══ AVAILABLE RECORDS ══

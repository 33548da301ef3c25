//! Timetable Admin UI Core
//!
//! Headless controllers behind the academic-scheduling admin dashboard:
//! resource collections, filtering, dependent-field forms, and guarded
//! mutations against the backend.

pub mod config;
pub mod confirm;
pub mod context;
pub mod controller;
pub mod draft;
pub mod error;
pub mod events;
pub mod filter;
pub mod form;
pub mod gateway;
pub mod models;
pub mod mutation;
pub mod schema;
pub mod store;

pub use config::{AdminConfig, AuthFallback};
pub use confirm::{ConfirmationGate, DeleteDialog};
pub use context::AuthContext;
pub use controller::{ControllerOptions, FormStart, ResourceController};
pub use error::ControllerError;
pub use events::{EventLog, EventSink, UiEvent};
pub use filter::FilterSet;
pub use form::{FormSession, OptionItem};
pub use gateway::{Failure, FailureKind, Gateway, MemoryGateway, RestGateway};
pub use mutation::{MutationState, Origin, Persisted};
pub use schema::{Entity, EntityId, Schema};
pub use store::{CollectionStore, LoadOutcome, LoadStatus};
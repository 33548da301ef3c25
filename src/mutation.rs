//! Mutation Coordinator
//!
//! Sequences create/update/delete around the gateway call: validation up
//! front, then the success / auth-fallback / failure split afterwards.
//! The coordinator never awaits; the controller drives the gateway between
//! `begin_*` and `finish_*`.

use std::rc::Rc;

use crate::config::AuthFallback;
use crate::confirm::DeleteDialog;
use crate::error::ControllerError;
use crate::events::{EventSink, UiEvent};
use crate::form::{FormMode, FormSession};
use crate::gateway::{Failure, GatewayResult};
use crate::schema::{Entity, EntityId};
use crate::store::{CollectionStore, LoadOutcome};

const GENERIC_FAILURE: &str = "Something went wrong. Please try again.";
const SESSION_EXPIRED_LOCAL: &str = "Session expired. Changes are shown locally; please sign in again.";
const SESSION_EXPIRED_FIXTURES: &str = "Session expired. Showing sample data; please sign in again.";
const SESSION_EXPIRED: &str = "Session expired. Please sign in again.";

/// Lifecycle of one mutation attempt
#[derive(Debug, Clone, Copy, PartialEq, Eq, Default)]
pub enum MutationState {
    #[default]
    Idle,
    Submitting,
    Succeeded,
    Failed,
}

/// Where a mutation's result came from
#[derive(Debug, Clone, Copy, PartialEq, Eq)]
pub enum Origin {
    Remote,
    /// Applied locally after the backend rejected our credentials
    Fallback,
}

#[derive(Debug, Clone, PartialEq)]
pub struct Persisted<E> {
    pub entity: E,
    pub origin: Origin,
}

/// Validated payload waiting for its gateway call
#[derive(Debug, Clone, PartialEq)]
pub enum SubmitRequest<E> {
    Create(E),
    Update(EntityId, E),
}

impl<E> SubmitRequest<E> {
    pub fn payload(&self) -> &E {
        match self {
            SubmitRequest::Create(entity) | SubmitRequest::Update(_, entity) => entity,
        }
    }

    fn verb(&self) -> &'static str {
        match self {
            SubmitRequest::Create(_) => "created",
            SubmitRequest::Update(..) => "updated",
        }
    }
}

pub struct MutationCoordinator {
    fallback: AuthFallback,
    events: Rc<dyn EventSink>,
}

impl MutationCoordinator {
    pub fn new(fallback: AuthFallback, events: Rc<dyn EventSink>) -> Self {
        Self { fallback, events }
    }

    pub fn fallback(&self) -> AuthFallback {
        self.fallback
    }

    // ========================
    // Submit
    // ========================

    /// Reject while in flight, validate, then enter `Submitting`
    ///
    /// A validation failure leaves the session state untouched.
    pub fn begin_submit<E: Entity>(
        &self,
        session: &mut FormSession<E>,
    ) -> Result<SubmitRequest<E>, ControllerError> {
        if session.is_submitting() {
            log::debug!("[MUTATION] {} submit rejected: already in flight", E::schema().resource);
            return Err(ControllerError::Busy);
        }

        let violations = session.validate();
        if !violations.is_empty() {
            log::debug!("[MUTATION] {} submit blocked by {:?}", E::schema().resource, violations);
            return Err(ControllerError::Validation(violations));
        }

        let payload = E::from_draft(session.draft()).map_err(ControllerError::Validation)?;
        session.set_state(MutationState::Submitting);
        Ok(match session.mode() {
            FormMode::Create => SubmitRequest::Create(payload),
            FormMode::Edit(id) => SubmitRequest::Update(id, payload.with_id(id)),
        })
    }

    pub fn finish_submit<E: Entity>(
        &self,
        session: &mut FormSession<E>,
        store: &mut CollectionStore<E>,
        request: SubmitRequest<E>,
        result: GatewayResult<E>,
    ) -> Result<Persisted<E>, ControllerError> {
        let label = E::schema().label;
        match result {
            Ok(entity) => {
                log::info!("[MUTATION] {} {} {}", label, entity.id(), request.verb());
                store.upsert(entity.clone());
                session.set_state(MutationState::Succeeded);
                self.events.emit(UiEvent::success(format!("{} {} successfully", label, request.verb())));
                Ok(Persisted { entity, origin: Origin::Remote })
            }
            Err(failure) if failure.is_unauthorized() && self.fallback.uses_fixtures() => {
                let entity = match request {
                    SubmitRequest::Create(entity) => entity.with_id(store.next_local_id()),
                    SubmitRequest::Update(id, entity) => entity.with_id(id),
                };
                log::warn!("[MUTATION] {} {} applied locally after {}", label, entity.id(), failure);
                store.upsert(entity.clone());
                session.set_state(MutationState::Succeeded);
                self.events.emit(UiEvent::info(SESSION_EXPIRED_LOCAL));
                self.events.emit(UiEvent::RedirectToLogin);
                Ok(Persisted { entity, origin: Origin::Fallback })
            }
            Err(failure) => {
                session.set_state(MutationState::Failed);
                Err(self.report_failure(label, failure))
            }
        }
    }

    // ========================
    // Remove
    // ========================

    /// Gate check plus at-most-one in flight. A locked gate is silent.
    pub fn begin_remove(&self, dialog: &mut DeleteDialog) -> Result<EntityId, ControllerError> {
        let id = dialog.begin()?;
        log::debug!("[MUTATION] delete of {} confirmed", id);
        Ok(id)
    }

    pub fn finish_remove<E: Entity>(
        &self,
        dialog: &mut DeleteDialog,
        store: &mut CollectionStore<E>,
        result: GatewayResult<()>,
    ) -> Result<Origin, ControllerError> {
        let label = E::schema().label;
        let id = dialog.target();
        match result {
            Ok(()) => {
                store.remove(id);
                dialog.finish(true);
                log::info!("[MUTATION] {} {} deleted", label, id);
                self.events.emit(UiEvent::success(format!("{} deleted successfully", label)));
                Ok(Origin::Remote)
            }
            Err(failure) if failure.is_unauthorized() && self.fallback.uses_fixtures() => {
                store.remove(id);
                dialog.finish(true);
                log::warn!("[MUTATION] {} {} removed locally after {}", label, id, failure);
                self.events.emit(UiEvent::info(SESSION_EXPIRED_LOCAL));
                self.events.emit(UiEvent::RedirectToLogin);
                Ok(Origin::Fallback)
            }
            Err(failure) => {
                dialog.finish(false);
                Err(self.report_failure(label, failure))
            }
        }
    }

    // ========================
    // Loads
    // ========================

    /// Notifications for a finished collection load
    pub fn after_load<E: Entity>(&self, outcome: &LoadOutcome) {
        match outcome {
            LoadOutcome::Loaded(_) | LoadOutcome::Stale => {}
            LoadOutcome::FellBack(_) => {
                self.events.emit(UiEvent::info(SESSION_EXPIRED_FIXTURES));
                self.events.emit(UiEvent::RedirectToLogin);
            }
            LoadOutcome::Failed(failure) if failure.is_unauthorized() => {
                self.events.emit(UiEvent::error(SESSION_EXPIRED));
                self.events.emit(UiEvent::RedirectToLogin);
            }
            LoadOutcome::Failed(failure) => {
                let message = failure
                    .message
                    .clone()
                    .unwrap_or_else(|| format!("Failed to load {}", E::schema().resource));
                self.events.emit(UiEvent::error(message));
            }
        }
    }

    /// Notify and convert a failure that the fallback policy did not absorb
    fn report_failure(&self, label: &str, failure: Failure) -> ControllerError {
        log::error!("[MUTATION] {} mutation failed: {}", label, failure);
        if failure.is_unauthorized() {
            self.events.emit(UiEvent::error(SESSION_EXPIRED));
            self.events.emit(UiEvent::RedirectToLogin);
            return ControllerError::Authentication(failure.message);
        }
        let message = failure.message.unwrap_or_else(|| GENERIC_FAILURE.to_string());
        self.events.emit(UiEvent::error(message.clone()));
        ControllerError::Transport(message)
    }
}
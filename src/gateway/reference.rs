//! Reference Collections
//!
//! Read-only datasets side-loaded by form sessions to resolve dependent
//! fields (parent entities, child options).

use std::collections::BTreeMap;
use std::marker::PhantomData;

use async_trait::async_trait;
use serde::{Deserialize, Serialize};

use super::{Gateway, GatewayResult};
use crate::schema::Entity;

/// One option-bearing record, reduced to textual attributes
#[derive(Debug, Clone, PartialEq, Eq, Default, Serialize, Deserialize)]
pub struct ReferenceRecord {
    pub attributes: BTreeMap<String, String>,
}

impl ReferenceRecord {
    pub fn get(&self, name: &str) -> Option<&str> {
        self.attributes.get(name).map(String::as_str)
    }
}

#[async_trait(?Send)]
pub trait ReferenceSource {
    async fn list(&self) -> GatewayResult<Vec<ReferenceRecord>>;
}

/// Serves a resource gateway's collection as reference records
pub struct GatewayReferences<E, G> {
    gateway: G,
    _entity: PhantomData<fn() -> E>,
}

impl<E: Entity, G: Gateway<E>> GatewayReferences<E, G> {
    pub fn new(gateway: G) -> Self {
        Self { gateway, _entity: PhantomData }
    }
}

#[async_trait(?Send)]
impl<E: Entity, G: Gateway<E>> ReferenceSource for GatewayReferences<E, G> {
    async fn list(&self) -> GatewayResult<Vec<ReferenceRecord>> {
        let entities = self.gateway.list().await?;
        Ok(entities.iter().map(Entity::reference).collect())
    }
}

═══

• ASSIGNMENT:
Give back exactly the lines from the beginning of the records through the line containing "pub use context::AuthContext;", and only those.

• PROBLEM SOLUTION:
repository 33548da301ef3c25
//! Timetable Admin UI Core
//!
//! Headless controllers behind the academic-scheduling admin dashboard:
//! resource collections, filtering, dependent-field forms, and guarded
//! mutations against the backend.

pub mod config;
pub mod confirm;
pub mod context;
pub mod controller;
pub mod draft;
pub mod error;
pub mod events;
pub mod filter;
pub mod form;
pub mod gateway;
pub mod models;
pub mod mutation;
pub mod schema;
pub mod store;

pub use config::{AdminConfig, AuthFallback};
pub use confirm::{ConfirmationGate, DeleteDialog};
pub use context::AuthContext;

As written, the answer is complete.